I can sort of follow that logic. Devices like screens are so normalised now
that they're considered part of the fabric of reality. Of course you could do
something on a computer but it's a thing only on a computer.

I remember making things happen for the first time on a BBC Micro as a child
and being incredibly excited about that. Not least because seeing things on a
screen was still at least a little bit novel.

Ironically, I think that VDUs (that's what they were called at the time!) have
come so far that the contemporary manifestation of novel is technologically*
regressive. But so much more engaging.

EDIT: Also it's small and cheap and everyone can have one without having to
contend for / carry around keyboards and screens.

EDIT 2: I thought I'd transcribe what was actually said:

[http://www.bbc.co.uk/programmes/b060zq92](http://www.bbc.co.uk/programmes/b060zq92)
from 40:10

Lauren:

"You can create animations but you can also set it up with your phone so you
can press a button on the microbit it can take a picture or change to the next
song and the fact that everybody else is getting it, it's not just one person,
everyone's going to be learning at the same time so more people will be
interested in it"

Ross:

"It's got a compass, an accelerometer. You can interact with the code that
you've written as opposed to just seeing it on the screen, just seeing lines
of code. You actually know what it does in real life you and you can take it
round with you and wear it like this. So it's a lot more interesting a lot
easier to play around with and you can see the effects of the code pretty
quickly with something like this.
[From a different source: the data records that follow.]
//! Capabilities the sync layer consumes from the remote store.
//!
//! Everything that touches the network sits behind these traits so the
//! fetcher, writer and controller can run against fakes.

mod memory;
mod offline;

use std::fmt;
use std::str::FromStr;

use tokio::sync::mpsc;

use crate::error::RemoteError;
use crate::models::{Comment, CommentId, NewComment, ThreadId};

pub use memory::MemoryCommentStore;
pub use offline::OfflineCommentStore;

/// Upper bound on rows returned by a single thread read.
pub const DEFAULT_PAGE_SIZE: usize = 500;

/// One-shot reads and inserts against the comments table.
#[allow(async_fn_in_trait)]
pub trait CommentStore {
    /// Non-deleted comments of `thread_id`, oldest first.
    async fn fetch_thread(&self, thread_id: &ThreadId) -> Result<Vec<Comment>, RemoteError>;

    /// Insert a comment and return the persisted row.
    async fn insert(
        &self,
        comment: &NewComment,
        access_token: Option<&str>,
    ) -> Result<Comment, RemoteError>;
}

/// Push stream of row-level changes scoped to one thread.
pub trait CommentFeed {
    fn subscribe(&self, thread_id: &ThreadId) -> Result<Subscription, RemoteError>;
}

#[derive(Debug, Clone, Copy, PartialEq, Eq, Hash)]
pub enum ChangeKind {
    Insert,
    Update,
    Delete,
}

impl fmt::Display for ChangeKind {
    fn fmt(&self, f: &mut fmt::Formatter<'_>) -> fmt::Result {
        f.write_str(match self {
            Self::Insert => "INSERT",
            Self::Update => "UPDATE",
            Self::Delete => "DELETE",
        })
    }
}

impl FromStr for ChangeKind {
    type Err = RemoteError;

    fn from_str(s: &str) -> Result<Self, Self::Err> {
        match s {
            "INSERT" => Ok(Self::Insert),
            "UPDATE" => Ok(Self::Update),
            "DELETE" => Ok(Self::Delete),
            other => Err(RemoteError::transport(format!(
                "unknown change event type: {other}"
            ))),
        }
    }
}

/// Row-level change. Deletes only carry the primary key.
#[derive(Debug, Clone, PartialEq, Eq)]
pub enum Change {
    Insert(Comment),
    Update(Comment),
    Delete(CommentId),
}

#[derive(Debug, Clone, PartialEq, Eq)]
pub struct ChangeEvent {
    pub thread_id: ThreadId,
    pub change: Change,
}

impl ChangeEvent {
    pub fn insert(comment: Comment) -> Self {
        Self {
            thread_id: comment.thread_id.clone(),
            change: Change::Insert(comment),
        }
    }

    pub fn update(comment: Comment) -> Self {
        Self {
            thread_id: comment.thread_id.clone(),
            change: Change::Update(comment),
        }
    }

    pub const fn delete(thread_id: ThreadId, id: CommentId) -> Self {
        Self {
            thread_id,
            change: Change::Delete(id),
        }
    }

    #[must_use]
    pub const fn kind(&self) -> ChangeKind {
        match self.change {
            Change::Insert(_) => ChangeKind::Insert,
            Change::Update(_) => ChangeKind::Update,
            Change::Delete(_) => ChangeKind::Delete,
        }
    }

    #[must_use]
    pub const fn comment_id(&self) -> &CommentId {
        match &self.change {
            Change::Insert(comment) | Change::Update(comment) => &comment.id,
            Change::Delete(id) => id,
        }
    }
}

/// What a feed delivers to a subscription.
#[derive(Debug, Clone, PartialEq, Eq)]
pub enum FeedEvent {
    Change(ChangeEvent),
    /// The feed rejoined after an outage. Changes committed in between were
    /// not delivered, so the thread has to be fetched again.
    Resync,
}

impl From<ChangeEvent> for FeedEvent {
    fn from(event: ChangeEvent) -> Self {
        Self::Change(event)
    }
}

type CancelFn = Box<dyn FnOnce() + Send>;

/// Live subscription to one thread's change stream.
///
/// [`Subscription::unsubscribe`] is idempotent and also runs on drop. Once it
/// returns, buffered events are discarded and no further event is delivered.
pub struct Subscription {
    thread_id: ThreadId,
    events: mpsc::UnboundedReceiver<FeedEvent>,
    cancel: Option<CancelFn>,
}

impl Subscription {
    pub fn new(
        thread_id: ThreadId,
        events: mpsc::UnboundedReceiver<FeedEvent>,
        cancel: impl FnOnce() + Send + 'static,
    ) -> Self {
        Self {
            thread_id,
            events,
            cancel: Some(Box::new(cancel)),
        }
    }

    #[must_use]
    pub const fn thread_id(&self) -> &ThreadId {
        &self.thread_id
    }

    #[must_use]
    pub const fn is_active(&self) -> bool {
        self.cancel.is_some()
    }

    /// Wait for the next event of this thread. `None` once unsubscribed or
    /// when the feed closed the stream.
    pub async fn recv(&mut self) -> Option<FeedEvent> {
        while self.is_active() {
            let event = self.events.recv().await?;
            if self.accepts(&event) {
                return Some(event);
            }
        }
        None
    }

    /// Next buffered event, without waiting.
    pub fn try_recv(&mut self) -> Option<FeedEvent> {
        while self.is_active() {
            let event = self.events.try_recv().ok()?;
            if self.accepts(&event) {
                return Some(event);
            }
        }
        None
    }

    fn accepts(&self, event: &FeedEvent) -> bool {
        match event {
            FeedEvent::Change(change) => change.thread_id == self.thread_id,
            FeedEvent::Resync => true,
        }
    }

    pub fn unsubscribe(&mut self) {
        let Some(cancel) = self.cancel.take() else {
            return;
        };
        cancel();
        self.events.close();
        while self.events.try_recv().is_ok() {}
        tracing::debug!(thread_id = %self.thread_id, "Unsubscribed from comment changes");
    }
}

impl Drop for Subscription {
    fn drop(&mut self) {
        self.unsubscribe();
    }
}

impl fmt::Debug for Subscription {
    fn fmt(&self, formatter: &mut fmt::Formatter<'_>) -> fmt::Result {
        formatter
            .debug_struct("Subscription")
            .field("thread_id", &self.thread_id)
            .field("active", &self.is_active())
            .finish_non_exhaustive()
    }
}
As opposed to something like this, just
seeing it running on the screen or on TV or something"

* in terms of IO, not in terms of it having an ARM chip

------
ksymin11
We've been working with the BBC to design the micro:bit and have begun to
create loads of resources for families and teachers here;
[http://twsu.co/microbit](http://twsu.co/microbit).

We'll have much more in the coming months. Hope it's useful!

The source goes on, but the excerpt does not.